Among the entries below, only the lines starting at the one with "validation error from any displayable message." and ending at the one with "acquisition error for a record.", both included, are to be printed exactly.

Collected data:
+ + + + + + +

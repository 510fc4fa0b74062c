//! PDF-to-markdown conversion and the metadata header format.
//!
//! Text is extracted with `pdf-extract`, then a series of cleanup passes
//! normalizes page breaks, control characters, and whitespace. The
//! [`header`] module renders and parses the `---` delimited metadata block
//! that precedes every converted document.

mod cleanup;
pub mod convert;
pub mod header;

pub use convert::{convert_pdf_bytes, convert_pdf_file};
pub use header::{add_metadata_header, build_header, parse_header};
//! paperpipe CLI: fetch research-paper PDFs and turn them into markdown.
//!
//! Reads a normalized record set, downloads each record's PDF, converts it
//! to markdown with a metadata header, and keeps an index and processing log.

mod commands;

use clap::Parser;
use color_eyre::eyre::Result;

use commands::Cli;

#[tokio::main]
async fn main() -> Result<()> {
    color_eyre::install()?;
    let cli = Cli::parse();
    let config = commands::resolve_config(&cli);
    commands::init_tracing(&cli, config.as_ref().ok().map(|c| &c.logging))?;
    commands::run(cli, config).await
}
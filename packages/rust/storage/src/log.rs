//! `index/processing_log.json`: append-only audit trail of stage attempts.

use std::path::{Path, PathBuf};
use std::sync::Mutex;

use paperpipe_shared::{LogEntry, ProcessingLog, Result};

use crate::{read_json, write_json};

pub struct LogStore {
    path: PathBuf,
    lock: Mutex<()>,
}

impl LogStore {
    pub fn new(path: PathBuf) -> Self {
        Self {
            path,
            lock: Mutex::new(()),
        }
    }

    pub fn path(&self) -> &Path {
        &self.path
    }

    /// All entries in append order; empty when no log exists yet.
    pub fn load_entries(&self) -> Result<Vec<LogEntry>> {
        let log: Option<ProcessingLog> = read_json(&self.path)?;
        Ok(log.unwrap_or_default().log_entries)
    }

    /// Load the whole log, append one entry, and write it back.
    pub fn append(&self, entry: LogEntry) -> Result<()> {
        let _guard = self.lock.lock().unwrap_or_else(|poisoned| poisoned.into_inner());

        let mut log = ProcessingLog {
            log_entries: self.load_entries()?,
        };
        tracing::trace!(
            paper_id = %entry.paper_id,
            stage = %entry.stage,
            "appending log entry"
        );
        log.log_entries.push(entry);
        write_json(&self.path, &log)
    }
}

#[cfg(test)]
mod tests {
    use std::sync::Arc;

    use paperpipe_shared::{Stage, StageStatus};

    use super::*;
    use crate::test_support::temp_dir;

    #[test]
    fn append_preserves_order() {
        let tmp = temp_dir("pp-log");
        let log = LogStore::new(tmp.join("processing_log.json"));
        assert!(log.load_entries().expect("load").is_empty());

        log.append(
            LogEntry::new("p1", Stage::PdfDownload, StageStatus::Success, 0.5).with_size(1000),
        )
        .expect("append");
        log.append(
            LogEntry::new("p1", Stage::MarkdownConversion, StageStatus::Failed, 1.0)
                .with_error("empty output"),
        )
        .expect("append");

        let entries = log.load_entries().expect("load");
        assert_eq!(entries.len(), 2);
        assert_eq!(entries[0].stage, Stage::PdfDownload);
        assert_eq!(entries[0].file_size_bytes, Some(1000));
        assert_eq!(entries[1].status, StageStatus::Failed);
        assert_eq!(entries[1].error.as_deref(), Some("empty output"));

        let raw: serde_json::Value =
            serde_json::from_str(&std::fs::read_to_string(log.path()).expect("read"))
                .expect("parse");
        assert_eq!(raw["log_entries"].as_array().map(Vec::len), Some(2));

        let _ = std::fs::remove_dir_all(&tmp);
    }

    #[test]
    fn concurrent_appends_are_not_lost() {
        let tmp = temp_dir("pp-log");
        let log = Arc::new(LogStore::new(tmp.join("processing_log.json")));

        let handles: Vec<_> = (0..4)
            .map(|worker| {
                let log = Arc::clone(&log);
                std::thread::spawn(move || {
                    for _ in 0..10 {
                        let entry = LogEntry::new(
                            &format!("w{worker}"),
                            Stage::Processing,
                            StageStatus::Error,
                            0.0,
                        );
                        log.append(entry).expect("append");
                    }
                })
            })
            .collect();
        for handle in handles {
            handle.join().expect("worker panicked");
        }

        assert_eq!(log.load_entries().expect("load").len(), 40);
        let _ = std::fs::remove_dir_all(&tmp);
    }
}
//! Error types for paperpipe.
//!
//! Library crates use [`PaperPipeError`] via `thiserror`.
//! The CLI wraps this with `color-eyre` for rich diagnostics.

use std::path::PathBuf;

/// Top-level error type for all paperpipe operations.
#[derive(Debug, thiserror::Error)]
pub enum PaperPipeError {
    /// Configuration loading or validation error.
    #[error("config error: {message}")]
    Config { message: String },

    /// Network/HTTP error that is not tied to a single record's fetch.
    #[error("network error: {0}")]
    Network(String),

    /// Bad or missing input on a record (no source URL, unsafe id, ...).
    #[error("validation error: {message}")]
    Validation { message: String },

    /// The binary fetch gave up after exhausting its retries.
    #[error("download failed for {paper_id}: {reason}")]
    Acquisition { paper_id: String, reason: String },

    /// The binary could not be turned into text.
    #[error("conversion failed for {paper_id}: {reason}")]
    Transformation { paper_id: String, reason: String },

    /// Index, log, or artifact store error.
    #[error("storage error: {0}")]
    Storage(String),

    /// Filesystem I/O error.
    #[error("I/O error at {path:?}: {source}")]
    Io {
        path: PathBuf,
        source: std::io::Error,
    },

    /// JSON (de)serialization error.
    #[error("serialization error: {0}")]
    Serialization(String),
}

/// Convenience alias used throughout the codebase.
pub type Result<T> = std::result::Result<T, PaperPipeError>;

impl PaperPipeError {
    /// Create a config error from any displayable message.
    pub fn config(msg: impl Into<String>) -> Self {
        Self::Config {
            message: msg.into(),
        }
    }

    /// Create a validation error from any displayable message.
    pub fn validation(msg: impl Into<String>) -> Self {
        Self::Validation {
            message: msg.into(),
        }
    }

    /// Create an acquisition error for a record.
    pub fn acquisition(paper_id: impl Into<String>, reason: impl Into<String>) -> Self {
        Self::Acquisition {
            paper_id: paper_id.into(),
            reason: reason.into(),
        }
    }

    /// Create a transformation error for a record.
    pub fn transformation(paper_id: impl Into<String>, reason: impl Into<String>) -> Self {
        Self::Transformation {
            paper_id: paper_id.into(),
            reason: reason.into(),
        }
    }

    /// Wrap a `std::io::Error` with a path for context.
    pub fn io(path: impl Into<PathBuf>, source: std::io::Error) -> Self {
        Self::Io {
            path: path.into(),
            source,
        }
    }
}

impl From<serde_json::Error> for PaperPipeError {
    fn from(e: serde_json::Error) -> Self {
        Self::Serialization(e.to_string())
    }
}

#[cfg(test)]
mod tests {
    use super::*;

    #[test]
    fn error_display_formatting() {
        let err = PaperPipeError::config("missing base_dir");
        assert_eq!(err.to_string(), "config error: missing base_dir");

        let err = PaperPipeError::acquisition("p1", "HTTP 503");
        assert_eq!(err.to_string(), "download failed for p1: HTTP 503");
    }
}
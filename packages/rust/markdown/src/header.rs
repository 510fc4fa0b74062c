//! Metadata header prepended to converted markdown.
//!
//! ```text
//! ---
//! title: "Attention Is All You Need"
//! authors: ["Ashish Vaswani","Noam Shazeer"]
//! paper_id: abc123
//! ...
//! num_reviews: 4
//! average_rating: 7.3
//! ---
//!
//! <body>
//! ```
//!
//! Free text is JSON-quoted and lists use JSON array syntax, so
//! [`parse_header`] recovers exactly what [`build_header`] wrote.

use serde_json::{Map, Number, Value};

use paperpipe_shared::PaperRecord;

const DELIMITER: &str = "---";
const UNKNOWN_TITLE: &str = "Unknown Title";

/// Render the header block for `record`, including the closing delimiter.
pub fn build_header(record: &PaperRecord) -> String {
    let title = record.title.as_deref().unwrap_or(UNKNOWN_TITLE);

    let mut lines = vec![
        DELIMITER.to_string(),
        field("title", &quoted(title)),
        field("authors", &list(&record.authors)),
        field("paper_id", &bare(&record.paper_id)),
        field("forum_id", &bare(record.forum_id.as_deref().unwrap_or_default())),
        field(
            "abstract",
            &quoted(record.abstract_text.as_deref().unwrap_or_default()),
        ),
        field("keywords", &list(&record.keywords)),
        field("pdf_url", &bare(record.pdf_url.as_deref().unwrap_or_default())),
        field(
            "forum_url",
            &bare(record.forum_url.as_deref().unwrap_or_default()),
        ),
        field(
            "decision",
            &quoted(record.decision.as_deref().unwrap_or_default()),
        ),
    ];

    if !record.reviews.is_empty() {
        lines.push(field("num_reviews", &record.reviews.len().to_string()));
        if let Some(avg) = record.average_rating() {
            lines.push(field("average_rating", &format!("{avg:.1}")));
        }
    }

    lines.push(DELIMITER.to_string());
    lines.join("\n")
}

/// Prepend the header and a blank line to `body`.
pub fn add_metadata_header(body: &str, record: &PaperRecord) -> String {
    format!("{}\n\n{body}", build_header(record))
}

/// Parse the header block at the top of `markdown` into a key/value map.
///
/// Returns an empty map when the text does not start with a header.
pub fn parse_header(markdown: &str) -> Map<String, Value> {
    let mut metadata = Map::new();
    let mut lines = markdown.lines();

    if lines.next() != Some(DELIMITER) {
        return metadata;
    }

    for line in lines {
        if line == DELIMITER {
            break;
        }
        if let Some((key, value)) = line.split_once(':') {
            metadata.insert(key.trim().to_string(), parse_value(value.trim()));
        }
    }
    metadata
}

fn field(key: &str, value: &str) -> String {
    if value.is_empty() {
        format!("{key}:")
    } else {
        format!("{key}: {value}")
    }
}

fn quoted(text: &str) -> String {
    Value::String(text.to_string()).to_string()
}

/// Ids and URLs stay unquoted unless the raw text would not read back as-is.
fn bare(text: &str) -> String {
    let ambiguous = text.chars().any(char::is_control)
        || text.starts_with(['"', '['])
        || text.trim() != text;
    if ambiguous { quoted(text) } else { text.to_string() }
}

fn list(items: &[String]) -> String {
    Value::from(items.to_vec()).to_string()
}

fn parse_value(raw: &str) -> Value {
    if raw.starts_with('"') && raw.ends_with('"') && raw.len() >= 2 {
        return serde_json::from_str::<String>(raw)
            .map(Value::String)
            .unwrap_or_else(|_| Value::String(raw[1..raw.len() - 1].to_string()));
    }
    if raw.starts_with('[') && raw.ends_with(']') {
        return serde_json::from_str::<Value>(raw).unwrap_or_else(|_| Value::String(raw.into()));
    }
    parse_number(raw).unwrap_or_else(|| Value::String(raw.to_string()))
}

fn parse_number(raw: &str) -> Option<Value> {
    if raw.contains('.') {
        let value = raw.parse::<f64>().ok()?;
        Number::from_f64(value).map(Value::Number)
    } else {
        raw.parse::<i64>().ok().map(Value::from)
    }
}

+ + + + + + +

SOLUTION:
    /// Create a validation error from any displayable message.
    pub fn validation(msg: impl Into<String>) -> Self {
        Self::Validation {
            message: msg.into(),
        }
    }

    /// Create an acquisition error for a record.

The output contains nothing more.